The following and only the following absences are eligible to be excused: Religious holidays, as
specified in FSU policy (see elsewhere in syllabus); absences due to representing FSU at official
functions, including intercollegiate debating or varsity sports events; verified emergencies and/or medical
illness. Medical illnesses are serious in nature and require continued treatment by medical professionals
and/or surgical or other treatments. Colds, the flu, fatigue, and stress do not qualify as medical illnesses.
If you have a chronic illness that could affect your attendance, it is imperative that you alert me to this at
the beginning of class. Documentation for an absence to be excused is required. You must provide a copy
of any documentation to your professor (but maintain a copy for your records). While one is not
penalized for excused absences, he or she remains responsible for all content missed, including
assignments, knowledge, or skills covered in missed class(es).
INCOMPLETE GRADES
Missing work is insufficient reason for a grade of Incomplete (I). An I will not be given except under
extenuating circumstances at the instructor’s discretion. Note that College of Social Science guidelines
require that students seeking an “I” must be passing the course.
RELIGIOUS HOLIDAYS
Students will be allowed to miss class due to observance of religious holidays but they are still
responsible for all materials assigned outside and covered in class on the day(s) missed. You must talk
with your instructor in advance of missing a class for religious holiday observance reasons.

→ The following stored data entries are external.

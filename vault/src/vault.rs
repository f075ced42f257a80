//! Deposit and withdrawal against a ledger and a native reserve.

use crate::error::VaultError;
use crate::reserve::NativeReserve;
use tidal_accrual::AccrualLedger;
use tidal_types::{HolderId, Timestamp, TRANSFER_ALL};
use tracing::{error, info, warn};

/// Vault endpoint for one chain. `operator` must hold `MintBurn` on the ledger.
#[derive(Clone, Debug)]
pub struct Vault {
    operator: HolderId,
}

impl Vault {
    pub fn new(operator: HolderId) -> Self {
        Self { operator }
    }

    pub fn operator(&self) -> &HolderId {
        &self.operator
    }

    /// Lock `amount` of `holder`'s native value and mint it at the current
    /// global rate. A funded holder keeps its locked rate.
    pub fn deposit(
        &self,
        ledger: &mut AccrualLedger,
        reserve: &mut dyn NativeReserve,
        holder: &HolderId,
        amount: u128,
        now: Timestamp,
    ) -> Result<(), VaultError> {
        if amount == 0 {
            return Err(VaultError::ZeroAmount);
        }
        reserve.accept(holder, amount)?;
        if let Err(e) = ledger.mint_at_current_rate(&self.operator, holder, amount, now) {
            warn!(chain = %ledger.chain(), holder = %holder, amount, error = %e, "deposit mint failed, refunding");
            if let Err(refund) = reserve.release(holder, amount) {
                error!(holder = %holder, amount, error = %refund, "deposit refund failed");
            }
            return Err(e.into());
        }
        info!(chain = %ledger.chain(), holder = %holder, amount, "deposit");
        Ok(())
    }

    /// Burn `amount` (or everything, with [`TRANSFER_ALL`]) and release the
    /// same native value. Returns the amount released.
    ///
    /// If the reserve cannot pay, the holder's account is put back exactly as
    /// it was and the release error is returned.
    pub fn withdraw(
        &self,
        ledger: &mut AccrualLedger,
        reserve: &mut dyn NativeReserve,
        holder: &HolderId,
        amount: u128,
        now: Timestamp,
    ) -> Result<u128, VaultError> {
        let amount = if amount == TRANSFER_ALL {
            ledger.balance_of(holder, now)?
        } else {
            amount
        };
        if amount == 0 {
            return Err(VaultError::ZeroAmount);
        }

        let snapshot = ledger.account(holder).cloned();
        ledger.burn(&self.operator, holder, amount, now)?;
        if let Err(e) = reserve.release(holder, amount) {
            warn!(chain = %ledger.chain(), holder = %holder, amount, error = %e, "release failed, restoring account");
            ledger.restore_account(&self.operator, holder, snapshot)?;
            return Err(e);
        }
        info!(chain = %ledger.chain(), holder = %holder, amount, "withdrawal");
        Ok(amount)
    }
}

#[cfg(test)]
mod tests {
    use super::*;
    use crate::reserve::LocalReserve;
    use tidal_accrual::{LedgerError, Role};
    use tidal_types::{ChainId, Rate, PRECISION};

    fn admin() -> HolderId {
        HolderId::new("tdl_admin")
    }
    fn op() -> HolderId {
        HolderId::new("tdl_vault")
    }
    fn alice() -> HolderId {
        HolderId::new("tdl_alice")
    }
    fn t(secs: u64) -> Timestamp {
        Timestamp::new(secs)
    }

    fn setup(rate: Rate) -> (AccrualLedger, LocalReserve, Vault) {
        let mut ledger = AccrualLedger::new(ChainId::new(1), admin(), rate, t(0));
        ledger.grant_role(&admin(), &op(), Role::MintBurn).unwrap();
        let mut reserve = LocalReserve::new();
        reserve.credit_wallet(&alice(), 1_000).unwrap();
        (ledger, reserve, Vault::new(op()))
    }

    #[test]
    fn deposit_mints_at_current_rate() {
        let rate = Rate::from_raw(PRECISION / 100);
        let (mut ledger, mut reserve, vault) = setup(rate);
        vault.deposit(&mut ledger, &mut reserve, &alice(), 400, t(0)).unwrap();
        assert_eq!(ledger.balance_of(&alice(), t(0)).unwrap(), 400);
        assert_eq!(ledger.locked_rate_of(&alice()), rate);
        assert_eq!(reserve.wallet_of(&alice()), 600);
        assert_eq!(reserve.reserves(), 400);
    }

    #[test]
    fn deposit_without_funds_mints_nothing() {
        let (mut ledger, mut reserve, vault) = setup(Rate::ZERO);
        assert!(matches!(
            vault.deposit(&mut ledger, &mut reserve, &alice(), 1_001, t(0)),
            Err(VaultError::InsufficientFunds { .. })
        ));
        assert!(ledger.account(&alice()).is_none());
    }

    #[test]
    fn failed_mint_refunds_native_value() {
        let mut ledger = AccrualLedger::new(ChainId::new(1), admin(), Rate::ZERO, t(0));
        let mut reserve = LocalReserve::new();
        reserve.credit_wallet(&alice(), 50).unwrap();
        let vault = Vault::new(op());
        let err = vault
            .deposit(&mut ledger, &mut reserve, &alice(), 50, t(0))
            .unwrap_err();
        assert!(matches!(
            err,
            VaultError::Ledger(LedgerError::InsufficientPrivilege { .. })
        ));
        assert_eq!(reserve.wallet_of(&alice()), 50);
        assert_eq!(reserve.reserves(), 0);
    }

    #[test]
    fn withdraw_all_pays_interest_from_rewards() {
        // 1% per second for 10 seconds: 400 -> 440.
        let (mut ledger, mut reserve, vault) = setup(Rate::from_raw(PRECISION / 100));
        reserve.fund_rewards(40).unwrap();
        vault.deposit(&mut ledger, &mut reserve, &alice(), 400, t(0)).unwrap();
        let out = vault
            .withdraw(&mut ledger, &mut reserve, &alice(), TRANSFER_ALL, t(10))
            .unwrap();
        assert_eq!(out, 440);
        assert_eq!(reserve.wallet_of(&alice()), 1_040);
        assert_eq!(reserve.reserves(), 0);
        assert_eq!(ledger.balance_of(&alice(), t(10)).unwrap(), 0);
    }

    #[test]
    fn unfunded_interest_restores_account() {
        let (mut ledger, mut reserve, vault) = setup(Rate::from_raw(PRECISION / 100));
        vault.deposit(&mut ledger, &mut reserve, &alice(), 400, t(0)).unwrap();
        let before = ledger.account(&alice()).cloned();
        assert_eq!(
            vault.withdraw(&mut ledger, &mut reserve, &alice(), TRANSFER_ALL, t(10)),
            Err(VaultError::InsufficientReserves {
                needed: 440,
                available: 400
            })
        );
        assert_eq!(ledger.account(&alice()).cloned(), before);
        assert_eq!(ledger.balance_of(&alice(), t(10)).unwrap(), 440);
        assert_eq!(reserve.reserves(), 400);
    }

    #[test]
    fn withdraw_more_than_balance_fails() {
        let (mut ledger, mut reserve, vault) = setup(Rate::ZERO);
        vault.deposit(&mut ledger, &mut reserve, &alice(), 100, t(0)).unwrap();
        assert!(matches!(
            vault.withdraw(&mut ledger, &mut reserve, &alice(), 101, t(0)),
            Err(VaultError::Ledger(LedgerError::InsufficientBalance { .. }))
        ));
        assert_eq!(
            vault.withdraw(&mut ledger, &mut reserve, &alice(), 0, t(0)),
            Err(VaultError::ZeroAmount)
        );
    }
}
use criterion::{black_box, criterion_group, criterion_main, BenchmarkId, Criterion};

use tidal_accrual::{AccountState, AccrualLedger, Role};
use tidal_types::{ChainId, HolderId, Rate, Timestamp, PRECISION};

fn make_ledger(holders: usize) -> AccrualLedger {
    let admin = HolderId::new("tdl_admin");
    let minter = HolderId::new("tdl_minter");
    let mut ledger = AccrualLedger::new(
        ChainId::new(1),
        admin.clone(),
        Rate::from_raw(PRECISION / 1_000_000),
        Timestamp::new(0),
    );
    ledger.grant_role(&admin, &minter, Role::MintBurn).unwrap();
    for i in 0..holders {
        let holder = HolderId::new(format!("tdl_h{i}"));
        ledger
            .mint_at_current_rate(&minter, &holder, 1_000_000 + i as u128, Timestamp::new(i as u64))
            .unwrap();
    }
    ledger
}

fn bench_balance_read(c: &mut Criterion) {
    let state = AccountState::new(1_000_000_000, Rate::from_raw(PRECISION / 1_000_000), Timestamp::new(0));
    c.bench_function("account_balance_checked", |b| {
        b.iter(|| black_box(state.balance_checked(black_box(Timestamp::new(31_536_000)))));
    });
}

fn bench_total_supply(c: &mut Criterion) {
    let mut group = c.benchmark_group("total_supply");
    for holders in [10, 100, 1000, 10_000] {
        let ledger = make_ledger(holders);
        group.bench_with_input(BenchmarkId::new("holders", holders), &holders, |b, _| {
            b.iter(|| black_box(ledger.total_supply(black_box(Timestamp::new(1_000_000)))));
        });
    }
    group.finish();
}

fn bench_transfer(c: &mut Criterion) {
    let alice = HolderId::new("tdl_h0");
    let bob = HolderId::new("tdl_h1");
    c.bench_function("ledger_transfer", |b| {
        b.iter_batched(
            || make_ledger(2),
            |mut ledger| {
                let _ = black_box(ledger.transfer(&alice, &bob, 100, Timestamp::new(10_000)));
            },
            criterion::BatchSize::SmallInput,
        );
    });
}

criterion_group!(benches, bench_balance_read, bench_total_supply, bench_transfer);
criterion_main!(benches);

AMERICANS WITH DISABILITIES ACT: Students with disabilities needing academic
accommodation should: (1) register with and provide documentation to the Student Disability Resource
Center; (2) bring a letter to me indicating the need for accommodation and what type. This should be
done during the first week of class. For more information about services available to FSU students with
disabilities, contact:
Student Disability Resource Center, Dean of Students, 08 Kellum Hall
Florida State University, Tallahassee, FL 32306-4400, (850) 644-9566 (voice), (850) 644-8504
(TDD), [email protected], http://www.fsu.edu/~staffair/dean/StudentDisability/
SYLLABUS CHANGE POLICY: This syllabus is a guide for the course and is subject to change with
advance notice. This syllabus and other class materials are available in alternative format upon request.